For smaller banks, the more things change...community banks make their bread and butter doing what they always have done.

Looking at the agenda for the Community Bankers of Florida's 39th annual convention, being held this week in Orlando, gives further validity to the old saw, "What you fear most never happens, something else does."

Seeing some of the topics being discussed: such as "enhancing stock value through mergers and acquisitions" and "how to maximize your investment in technology," I could not help but think what the topics under discussion in the mid1950s, when the organization was started, might have been.

Community banker conventions have come a long way. I remember the letter I got from Tom Watson, head of the Community Bankers of Georgia, before my first talk for them. It went something like this:

"You must recognize we do not want an objective talk. We want to hear our side only." Tom and I later become good friends, as he had been a Pullman conductor during the war and I am a rabid railroad enthusiast. And in later trips to his association, we laughed over the fact that community banks had been so insecure in the worlds of giants like Southeast, in Florida, C & S in Georgia and South Carolina, and the burgeoning untaxed savings and loans that they wanted to make sure that, as the song says, "seldom is heard a discouraging word."

Boy, has the world changed! Southeast, once Florida's largest bank, is gone, C & S has been acquired, and the savings and loans that have survived into the 1990's have often merged their trade associations with those of the community bankers as they recognize they now have common goals.

But what is interesting, as one looks at the topics for discussion at this Orlando meeting, is what is not on the agenda.

How can there be a bankers' convention today that does not highlight the Community Reinvestment Act and governmental intervention into not only where to lend but now even into where to have branches?

How can you avoid spotlighting nonbank competition from every aspect of the financial word?

How can a convention ignore the micromanagement of banking from Washington and the state capitals that new regulations and reporting requirements breed?

Sure, these topics are bound to be discussed. But is it possible that the reason they will not get the central attention they would get at a convention of all-sized banks - community, superregional, and money-center institutions - is because somehow the community bank operates in a way that minimizes the adverse impact that these developments have on the giants of the industry?

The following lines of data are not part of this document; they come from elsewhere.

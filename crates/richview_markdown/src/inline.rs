//! Inline markdown: code spans, links, images and emphasis.

use std::cell::RefCell;
use std::collections::HashMap;

use richview_domain::{escape_html, escape_text};

/// Links and emphasis nested deeper than this are kept as literal text.
pub(crate) const MAX_INLINE_DEPTH: usize = 32;

/// Inline element produced by [`parse_inline`]. Containers hold already
/// parsed children so each label is rendered exactly once.
#[derive(Clone, Debug, PartialEq, Eq)]
pub(crate) enum Inline {
    Text(String),
    Code(String),
    Bold(Vec<Inline>),
    Italic(Vec<Inline>),
    BoldItalic(Vec<Inline>),
    Strike(Vec<Inline>),
    Link { children: Vec<Inline>, url: String, title: Option<String> },
    Image { alt: String, url: String },
}

/// Render inline markdown to escaped HTML.
pub(crate) fn render_inline(text: &str) -> String {
    render_inline_elements(&parse_inline(text))
}

pub(crate) fn render_inline_elements(elements: &[Inline]) -> String {
    let mut result = String::new();
    for element in elements {
        match element {
            Inline::Text(text) => result.push_str(&escape_text(text)),
            Inline::Code(code) => {
                result.push_str("<code>");
                result.push_str(&escape_text(code));
                result.push_str("</code>");
            }
            Inline::Bold(children) => wrap(&mut result, "b", children),
            Inline::Italic(children) => wrap(&mut result, "i", children),
            Inline::BoldItalic(children) => {
                result.push_str("<b>");
                wrap(&mut result, "i", children);
                result.push_str("</b>");
            }
            Inline::Strike(children) => wrap(&mut result, "del", children),
            Inline::Link { children, url, title } => {
                result.push_str(&format!("<a href=\"{}\"", escape_html(url)));
                if let Some(title) = title {
                    result.push_str(&format!(" title=\"{}\"", escape_html(title)));
                }
                result.push_str(" target=\"_blank\" rel=\"noopener noreferrer\">");
                result.push_str(&render_inline_elements(children));
                result.push_str("</a>");
            }
            Inline::Image { alt, url } => {
                result.push_str(&format!(
                    "<img src=\"{}\" alt=\"{}\">",
                    escape_html(url),
                    escape_html(alt)
                ));
            }
        }
    }
    result
}

fn wrap(out: &mut String, tag: &str, children: &[Inline]) {
    out.push('<');
    out.push_str(tag);
    out.push('>');
    out.push_str(&render_inline_elements(children));
    out.push_str("</");
    out.push_str(tag);
    out.push('>');
}

/// URL schemes that can execute script are replaced by `#`. `data:image/` is
/// allowed for images only.
pub(crate) fn safe_url(url: &str, image: bool) -> String {
    let lowered: String = url
        .trim()
        .chars()
        .filter(|c| !c.is_whitespace() && !c.is_control())
        .collect::<String>()
        .to_lowercase();
    let unsafe_scheme = lowered.starts_with("javascript:")
        || lowered.starts_with("vbscript:")
        || (lowered.starts_with("data:") && !(image && lowered.starts_with("data:image/")));
    if unsafe_scheme { "#".to_string() } else { url.trim().to_string() }
}

pub(crate) fn parse_inline(text: &str) -> Vec<Inline> {
    let chars: Vec<char> = text.chars().collect();
    let parser = InlineParser {
        brackets: partners(&chars, '[', ']'),
        parens: partners(&chars, '(', ')'),
        chars: &chars,
        failed_code: RefCell::default(),
        failed_closers: RefCell::default(),
    };
    parser.parse(0, chars.len(), 0)
}

/// Pairs every `left` with its balancing `right` in one pass. A backslash
/// escapes the character after it.
fn partners(chars: &[char], left: char, right: char) -> Vec<Option<usize>> {
    let mut result = vec![None; chars.len()];
    let mut open = Vec::new();
    let mut j = 0;
    while j < chars.len() {
        match chars[j] {
            '\\' => j += 1,
            c if c == left => open.push(j),
            c if c == right => {
                if let Some(start) = open.pop() {
                    result[start] = Some(j);
                }
            }
            _ => {}
        }
        j += 1;
    }
    result
}

struct InlineParser<'a> {
    chars: &'a [char],
    brackets: Vec<Option<usize>>,
    parens: Vec<Option<usize>>,
    /// `(run, end)` to the earliest start whose search for a closing run of
    /// backticks failed. Any later start in the same range fails too.
    failed_code: RefCell<HashMap<(usize, usize), usize>>,
    /// Same for emphasis closers, keyed by `(delimiter, run, end)`.
    failed_closers: RefCell<HashMap<(char, usize, usize), usize>>,
}

impl InlineParser<'_> {
    fn parse(&self, start: usize, end: usize, depth: usize) -> Vec<Inline> {
        if depth >= MAX_INLINE_DEPTH {
            return vec![Inline::Text(self.chars[start..end].iter().collect())];
        }
        let mut elements = Vec::new();
        let mut buffer = String::new();
        let mut i = start;

        while i < end {
            let c = self.chars[i];
            let matched = match c {
                '\\' if i + 1 < end && self.chars[i + 1].is_ascii_punctuation() => {
                    buffer.push(self.chars[i + 1]);
                    i += 2;
                    continue;
                }
                '`' => self.code_span(i, end),
                '!' if i + 1 < end && self.chars[i + 1] == '[' => self
                    .link(i + 1, end)
                    .map(|(label, url, _, next)| {
                        let alt: String = self.chars[label.0..label.1].iter().collect();
                        (Inline::Image { alt, url: safe_url(&url, true) }, next)
                    }),
                '[' => self.link(i, end).map(|(label, url, title, next)| {
                    let children = self.parse(label.0, label.1, depth + 1);
                    (Inline::Link { children, url: safe_url(&url, false), title }, next)
                }),
                '*' | '_' => self.emphasis(i, end, depth),
                '~' => self.strike(i, end, depth),
                _ => None,
            };

            match matched {
                Some((element, next)) => {
                    if !buffer.is_empty() {
                        elements.push(Inline::Text(std::mem::take(&mut buffer)));
                    }
                    elements.push(element);
                    i = next;
                }
                None => {
                    // Delimiter runs that do not match are emitted whole so a
                    // later character of the same run cannot open a span.
                    let run = if matches!(c, '*' | '_' | '~' | '`') { self.run_len(i, end, c) } else { 1 };
                    buffer.extend(&self.chars[i..i + run]);
                    i += run;
                }
            }
        }

        if !buffer.is_empty() {
            elements.push(Inline::Text(buffer));
        }
        elements
    }

    fn run_len(&self, i: usize, end: usize, c: char) -> usize {
        self.chars[i..end].iter().take_while(|x| **x == c).count()
    }

    fn code_span(&self, i: usize, end: usize) -> Option<(Inline, usize)> {
        let n = self.run_len(i, end, '`');
        if self.failed_code.borrow().get(&(n, end)).is_some_and(|from| *from <= i) {
            return None;
        }
        let mut j = i + n;
        while j < end {
            if self.chars[j] == '`' {
                let m = self.run_len(j, end, '`');
                if m == n {
                    let inner: String = self.chars[i + n..j].iter().collect();
                    let inner = match inner.strip_prefix(' ').and_then(|s| s.strip_suffix(' ')) {
                        Some(stripped) if !stripped.trim().is_empty() => stripped.to_string(),
                        _ => inner,
                    };
                    return Some((Inline::Code(inner), j + m));
                }
                j += m;
            } else {
                j += 1;
            }
        }
        self.failed_code.borrow_mut().insert((n, end), i);
        None
    }

    /// Parses `[label](url "title")` starting at the opening bracket. Returns
    /// the label range, url, title and the index after the closing paren.
    #[allow(clippy::type_complexity)]
    fn link(
        &self,
        open: usize,
        end: usize,
    ) -> Option<((usize, usize), String, Option<String>, usize)> {
        let close = self.matching(open, end, '[')?;
        if close + 1 >= end || self.chars[close + 1] != '(' {
            return None;
        }
        let paren_close = self.matching(close + 1, end, '(')?;
        let target: String = self.chars[close + 2..paren_close].iter().collect();
        let target = target.trim();
        let (url, title) = match target.split_once(char::is_whitespace) {
            Some((url, rest)) => {
                let rest = rest.trim();
                let title = rest
                    .strip_prefix('"')
                    .and_then(|t| t.strip_suffix('"'))
                    .or_else(|| rest.strip_prefix('\'').and_then(|t| t.strip_suffix('\'')))
                    .map(str::to_string);
                (url.to_string(), title)
            }
            None => (target.to_string(), None),
        };
        let url = url.trim_start_matches('<').trim_end_matches('>').to_string();
        Some(((open + 1, close), url, title, paren_close + 1))
    }

    fn matching(&self, open: usize, end: usize, left: char) -> Option<usize> {
        let pairs = if left == '[' { &self.brackets } else { &self.parens };
        pairs[open].filter(|close| *close < end)
    }

    fn emphasis(&self, i: usize, end: usize, depth: usize) -> Option<(Inline, usize)> {
        let c = self.chars[i];
        let run = self.run_len(i, end, c);
        if run > 3 {
            return None;
        }
        let after = *self.chars.get(i + run).filter(|_| i + run < end)?;
        if after.is_whitespace() {
            return None;
        }
        if c == '_' && i > 0 && self.chars[i - 1].is_alphanumeric() {
            return None;
        }

        let close = self.closing_run(i + run, end, c, run)?;
        let children = self.parse(i + run, close, depth + 1);
        let element = match run {
            1 => Inline::Italic(children),
            2 => Inline::Bold(children),
            _ => Inline::BoldItalic(children),
        };
        Some((element, close + run))
    }

    /// First run of exactly `len` `c` characters after `from` that can close
    /// a span: not preceded by whitespace, and for `_` not followed by a word
    /// character.
    fn closing_run(&self, from: usize, end: usize, c: char, len: usize) -> Option<usize> {
        let key = (c, len, end);
        if self.failed_closers.borrow().get(&key).is_some_and(|failed| *failed <= from) {
            return None;
        }
        let mut j = from;
        while j < end {
            let ch = self.chars[j];
            if ch == '`' {
                // Delimiters inside code spans do not count.
                if let Some((_, next)) = self.code_span(j, end) {
                    j = next;
                    continue;
                }
            }
            if ch != c {
                j += 1;
                continue;
            }
            let run = self.run_len(j, end, c);
            let preceded_by_space = self.chars[j - 1].is_whitespace();
            let followed_by_word = j + run < end && self.chars[j + run].is_alphanumeric();
            if run == len && j > from && !preceded_by_space && !(c == '_' && followed_by_word) {
                return Some(j);
            }
            j += run;
        }
        self.failed_closers.borrow_mut().insert(key, from);
        None
    }

    fn strike(&self, i: usize, end: usize, depth: usize) -> Option<(Inline, usize)> {
        if self.run_len(i, end, '~') != 2 {
            return None;
        }
        let close = self.closing_run(i + 2, end, '~', 2)?;
        Some((Inline::Strike(self.parse(i + 2, close, depth + 1)), close + 2))
    }
}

What this could well show is that community banks make their bread and butter doing what they always have done: taking deposits, making loans, and making people feel that the bank wants and needs their business. That's all there is to banking for most people.

Sure, this week the Florida Community Bankers will stress topics like "creating a sales and service culture," or the benefits of a community bank holding company, but to most attendees at Orlando, the most important issues on their minds as they plan for the banks' viability and profitability are the same issues that were on their minds when the first convention was held in the mid-1950s.

One basic reason for starting the association then must have been fear of the growing giants and the impact of branch and holding company banking on independent bank operations. But today not only is that fear gone, but with the Independent Bankers Bank of Florida providing so many correspondent services to its member owners - the community banks themselves - even the dependence on the correspondent services of the larger competitors has been drastically reduced.

It's a far cry from the days when a community bank trade exec could say, "We want to hear our side only," and the independent bank felt its smaller size to be a disadvantage. For this size feature has turned out to be rather a plus in helping them provide the personal attention in banking service that so many Americans crave.